Snowflakes, Sequins and Pearls: A Night With The Lady Hoofers

Sara Graybeal

My nephew is fourteen and a rising tap star. I’ve watched him pound out rhythms on slabs of wood in the yard, on bathroom tiles while brushing his teeth, and in innumerable theaters and dance studios. Over the years, he has tested, pushed, and broken the boundaries I recall from my own childhood tap career, mostly associated with sequins, forced smiles, and a performative rigidity that left little room for authentic expression.

I thought about this at the Lady Hoofers’ Holiday Concert at the Performance Garage last Friday night. Many pieces in the line-up displayed the vigorous innovation that I see in my nephew’s performances, that melding of dancer and choreography into something unexpected, new. For example, the Lady Hoofers Youth Ensemble performed “March of the Toy Soldiers” with poise and fiery precision. In “Overture” and “Dance of the Floradores,” the Lady Hoofers drew the audience enticingly into the jazz allure of black dresses, men’s button-downs, and fancy footwork. In “Reinvention,” a ten-minute piece shown as a film, dancers created rhythms with bare feet and household objects; their on-stage banter seemed a bit contrived, but overall the piece felt lively and organic.

But other pieces, despite striking visuals and dancers’ technical prowess, failed to yield an authentic sense of creation. “The Most Wonderful Time of the Year” featured rapid-fire footwork, but was undercut by an abundance of pastel cardigans, pearl necklaces, and nearly maniacal smiles; by the end, dancers seemed trapped within the confines of a forcibly happy housewife existence. In “Waltz of the Snowflakes,” dancers in white scarves and sweaters tossed snowballs back and forth, appearing intent on making this exercise look much more entertaining than it was. In both cases, a lack of real embodiment of the piece left the outward trappings—the outfits, the music, the props—as the most memorable parts of the performance, the dancers seemingly existing only to execute a predetermined set of movements in a style passed down from former generations.

The feminized, made-to-please aesthetic conjured up by those Lady Hoofers’ performances became painfully vivid during “Man in the Bag” and “Marshmallow World,” both of which featured members of the Youth Ensemble. First, Deedee Mann, a talented vocalist, sang to a bench full of young girls, whose eyes wandered almost pleadingly toward the audience and whose jaws seemed glued into artificial smiles. Then, holding marshmallows on sticks, the dancers executed a polished choreography before returning to the bench to rock from side to side, freezing at an uncomfortable incline and waiting with grimaces for the next piece to begin.

To engage an audience is a process, of course, and the discomfort of these last two pieces may well derive from the fact that Youth Ensemble dancers are still fine-tuning that art. Still, the proximity of these pieces to those that came before them made for an intermission during which I felt slightly shell-shocked, like I’d dived sixty years into the past and found it to be an even more viscerally uncomfortable place for women than I had imagined.

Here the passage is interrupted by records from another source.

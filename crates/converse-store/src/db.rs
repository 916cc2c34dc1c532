//! SQLite connection handle.
//!
//! [`Database`] owns one `rusqlite::Connection` behind an `Arc<Mutex<_>>`.
//! Every query runs on the blocking pool through [`Database::execute`], so
//! async callers never stall the runtime on disk I/O. Each store method
//! issues a single statement per record write, which keeps record-level
//! updates atomic without cross-record transactions.

use std::path::Path;
use std::sync::{Arc, Mutex, MutexGuard};

use rusqlite::Connection;
use tracing::{debug, info};

use crate::error::{StoreError, StoreResult};
use crate::migration;

/// Thread-safe, cloneable handle to the conversation database.
#[derive(Clone)]
pub struct Database {
    conn: Arc<Mutex<Connection>>,
}

impl Database {
    /// Open (or create) a database file and apply connection pragmas.
    ///
    /// Parent directories are created when missing.
    pub fn open(path: impl AsRef<Path>) -> StoreResult<Self> {
        let path = path.as_ref();
        if let Some(parent) = path.parent()
            && !parent.as_os_str().is_empty()
        {
            std::fs::create_dir_all(parent).map_err(|e| {
                StoreError::InvalidArgument(format!(
                    "cannot create database directory {}: {e}",
                    parent.display()
                ))
            })?;
        }
        info!(path = %path.display(), "opening database");

        let conn = Connection::open(path)?;
        Self::apply_pragmas(&conn)?;
        Ok(Self::from_connection(conn))
    }

    /// Create an in-memory database, used by tests and ephemeral runs.
    pub fn open_in_memory() -> StoreResult<Self> {
        debug!("opening in-memory database");
        let conn = Connection::open_in_memory()?;
        Self::apply_pragmas(&conn)?;
        Ok(Self::from_connection(conn))
    }

    /// Open the database file and bring its schema up to date.
    pub async fn open_and_migrate(path: impl AsRef<Path> + Send + 'static) -> StoreResult<Self> {
        let path = path.as_ref().to_path_buf();
        let db = tokio::task::spawn_blocking(move || Self::open(&path)).await??;
        db.run_migrations().await?;
        Ok(db)
    }

    /// In-memory database with the schema applied.
    pub async fn in_memory_migrated() -> StoreResult<Self> {
        let db = Self::open_in_memory()?;
        db.run_migrations().await?;
        Ok(db)
    }

    /// Run all pending schema migrations.
    pub async fn run_migrations(&self) -> StoreResult<()> {
        self.execute(|conn| migration::run_all(conn)).await
    }

    /// Run a closure against the connection on the blocking pool.
    ///
    /// ```ignore
    /// let n: i64 = db.execute(|conn| {
    ///     Ok(conn.query_row("SELECT count(*) FROM messages", [], |r| r.get(0))?)
    /// }).await?;
    /// ```
    pub async fn execute<F, T>(&self, f: F) -> StoreResult<T>
    where
        F: FnOnce(&Connection) -> StoreResult<T> + Send + 'static,
        T: Send + 'static,
    {
        let conn = Arc::clone(&self.conn);
        tokio::task::spawn_blocking(move || {
            let guard = lock(&conn)?;
            f(&guard)
        })
        .await?
    }

    /// Like [`Database::execute`] but with a mutable connection, for
    /// callers that need `Connection::transaction`.
    pub async fn execute_mut<F, T>(&self, f: F) -> StoreResult<T>
    where
        F: FnOnce(&mut Connection) -> StoreResult<T> + Send + 'static,
        T: Send + 'static,
    {
        let conn = Arc::clone(&self.conn);
        tokio::task::spawn_blocking(move || {
            let mut guard = lock(&conn)?;
            f(&mut guard)
        })
        .await?
    }

    /// Cheap liveness probe used by health endpoints.
    pub async fn ping(&self) -> StoreResult<()> {
        self.execute(|conn| {
            conn.query_row("SELECT 1", [], |row| row.get::<_, i64>(0))?;
            Ok(())
        })
        .await
    }

    fn from_connection(conn: Connection) -> Self {
        Self {
            conn: Arc::new(Mutex::new(conn)),
        }
    }

    // ── pragmas ──────────────────────────────────────────────────────

    fn apply_pragmas(conn: &Connection) -> StoreResult<()> {
        // WAL: readers never block the single writer.
        conn.pragma_update(None, "journal_mode", "WAL")?;
        conn.pragma_update(None, "synchronous", "NORMAL")?;
        conn.pragma_update(None, "temp_store", "MEMORY")?;
        conn.pragma_update(None, "foreign_keys", "ON")?;
        conn.pragma_update(None, "busy_timeout", 5_000_i32)?;
        debug!("database pragmas applied");
        Ok(())
    }
}

fn lock(conn: &Mutex<Connection>) -> StoreResult<MutexGuard<'_, Connection>> {
    conn.lock()
        .map_err(|e| StoreError::TaskJoin(format!("connection mutex poisoned: {e}")))
}

/// Current wall-clock time in unix milliseconds, the timestamp unit of every
/// table in this crate.
pub(crate) fn now_millis() -> i64 {
    chrono::Utc::now().timestamp_millis()
}

// ── tests ────────────────────────────────────────────────────────────

#[cfg(test)]
mod tests {
    use super::*;

    #[tokio::test]
    async fn in_memory_database_answers_ping() {
        let db = Database::open_in_memory().unwrap();
        db.ping().await.unwrap();
    }

    #[tokio::test]
    async fn migrated_database_has_conversation_tables() {
        let db = Database::in_memory_migrated().await.unwrap();
        let count: i64 = db
            .execute(|conn| {
                Ok(conn.query_row("SELECT count(*) FROM conversations", [], |row| row.get(0))?)
            })
            .await
            .unwrap();
        assert_eq!(count, 0);
    }

    #[tokio::test]
    async fn open_creates_parent_directory() {
        let dir = tempfile::tempdir().unwrap();
        let path = dir.path().join("nested").join("converse.db");
        let db = Database::open_and_migrate(path.clone()).await.unwrap();
        db.ping().await.unwrap();
        assert!(path.exists());
    }
}
//! CLI entry point for Converse.
//!
//! This binary provides the `converse` command with subcommands for serving
//! the HTTP/WebSocket API, chatting in the terminal, checking status and
//! purging expired trash.

mod cli;
mod engine;
mod helpers;
mod repl;

use anyhow::{Context, Result};
use clap::Parser;
use tokio_util::sync::CancellationToken;
use tracing::info;

use converse_agent::{AppConfig, BusyPolicy};
use converse_store::MemoryStore;
use converse_web::{AppState, WebServer};

use crate::cli::{Cli, Commands};
use crate::helpers::{env_present, init_tracing, load_config};

// ---------------------------------------------------------------------------
// Main
// ---------------------------------------------------------------------------

#[tokio::main]
async fn main() -> Result<()> {
    let cli = Cli::parse();

    let default_level = match cli.command {
        Commands::Chat { .. } | Commands::Status => "warn",
        Commands::Serve { .. } | Commands::Purge => "info",
    };
    init_tracing(default_level, cli.log_json);

    let config = load_config(&cli.config)?;

    match cli.command {
        Commands::Serve { port, bind } => {
            let mut config = config;
            if let Some(port) = port {
                config.server.port = port;
            }
            if let Some(bind) = bind {
                config.server.bind = bind;
            }
            cmd_serve(config).await
        }
        Commands::Chat { session, mode } => {
            let engine = engine::build(config).await?;
            repl::cmd_chat(engine, session, mode.into()).await
        }
        Commands::Status => cmd_status(config).await,
        Commands::Purge => cmd_purge(config).await,
    }
}

// ---------------------------------------------------------------------------
// Subcommand: serve
// ---------------------------------------------------------------------------

async fn cmd_serve(config: AppConfig) -> Result<()> {
    let engine = engine::build(config).await?;
    info!(
        providers = ?engine.orchestrator.router().provider_ids(),
        tools = engine.orchestrator.registry().len(),
        "engine ready"
    );

    let shutdown = CancellationToken::new();
    let reconciler = engine::spawn_reconciler(engine.orchestrator.clone(), shutdown.clone());

    let server = WebServer::new(AppState::new(engine.orchestrator, engine.store));
    let signal = shutdown.clone();
    let stop = async move {
        if let Err(e) = tokio::signal::ctrl_c().await {
            tracing::error!(error = %e, "failed to listen for ctrl-c");
        }
        info!("shutdown requested");
        signal.cancel();
    };

    let result = server.start(stop).await.context("web server failed");
    shutdown.cancel();
    if let Err(e) = reconciler.await {
        tracing::warn!(error = %e, "reconciler task failed");
    }
    result
}

// ---------------------------------------------------------------------------
// Subcommand: status
// ---------------------------------------------------------------------------

async fn cmd_status(config: AppConfig) -> Result<()> {
    println!();
    println!("  Converse Status");
    println!("  ===============");
    println!();
    println!("  Default target:   {}", config.default_target());
    println!("  Default tier:     {}", config.router.default_tier);
    println!("  Busy policy:      {}", policy_label(config.session.busy_policy));
    println!("  Server:           {}:{}", config.server.bind, config.server.port);
    println!();

    println!("  Providers:");
    for provider in &config.providers {
        let key = match provider.api_key_env.as_deref() {
            Some(var) if env_present(var) => format!("{var} set"),
            Some(var) => format!("{var} NOT SET"),
            None => "no key required".to_owned(),
        };
        println!("    {:<12} {key}", provider.id);
    }
    println!();

    let store = engine::open_store(&config).await?;
    let conversations = store.conversations();
    let live = conversations.list(u32::MAX, 0).await.context("failed to list conversations")?;
    let trashed = conversations.list_trash().await.context("failed to list trash")?;
    let messages = conversations.message_count().await.context("failed to count messages")?;
    let memory = store.vectors().count().await.context("failed to count memory records")?;

    println!("  Database:         {}", config.store.path.display());
    println!("    conversations   {} ({} in trash)", live.len(), trashed.len());
    println!("    messages        {messages}");
    println!("    memory records  {memory}");
    println!("    retention       {} days", config.store.retention_days);
    println!();

    Ok(())
}

fn policy_label(policy: BusyPolicy) -> &'static str {
    match policy {
        BusyPolicy::Reject => "reject",
        BusyPolicy::Preempt => "preempt",
    }
}

// ---------------------------------------------------------------------------
// Subcommand: purge
// ---------------------------------------------------------------------------

async fn cmd_purge(config: AppConfig) -> Result<()> {
    let store = engine::open_store(&config).await?;
    let report = store
        .purge_expired(config.retention())
        .await
        .context("failed to purge expired trash")?;
    println!(
        "  Purged {} conversations and {} memory records older than {} days.",
        report.conversations, report.memory_records, config.store.retention_days
    );
    Ok(())
}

Maybe this was the point? But there were no feminist plot twists, no moments of righteous rebellion. The most revolutionary moment I could identify (and this did not happen until the second act) was two women throwing snowballs impishly at the audience, instead of at each other.

Of course, feminism doesn’t have to be the point, I consoled myself as the second act began. It must be a question of taste, a couple of fashion choices I wouldn’t have made.

But when a vintage dance troupe called the Old City Sweethearts took the stage for a guest appearance, I found myself reconsidering. Like the Lady Hoofers, these women beamed at the audience, and bounced and paraded in a way that could only be described as “cute”—but they did so with palpable, indisputable joy. Their charm was awkward and impertinent; they were conscious of the era they were embodying, and had chosen to embody it with flair. That sassy, arms-flung-out choice invited the audience to lean into their performance, delighted, rather than leaning away in wincing recognition.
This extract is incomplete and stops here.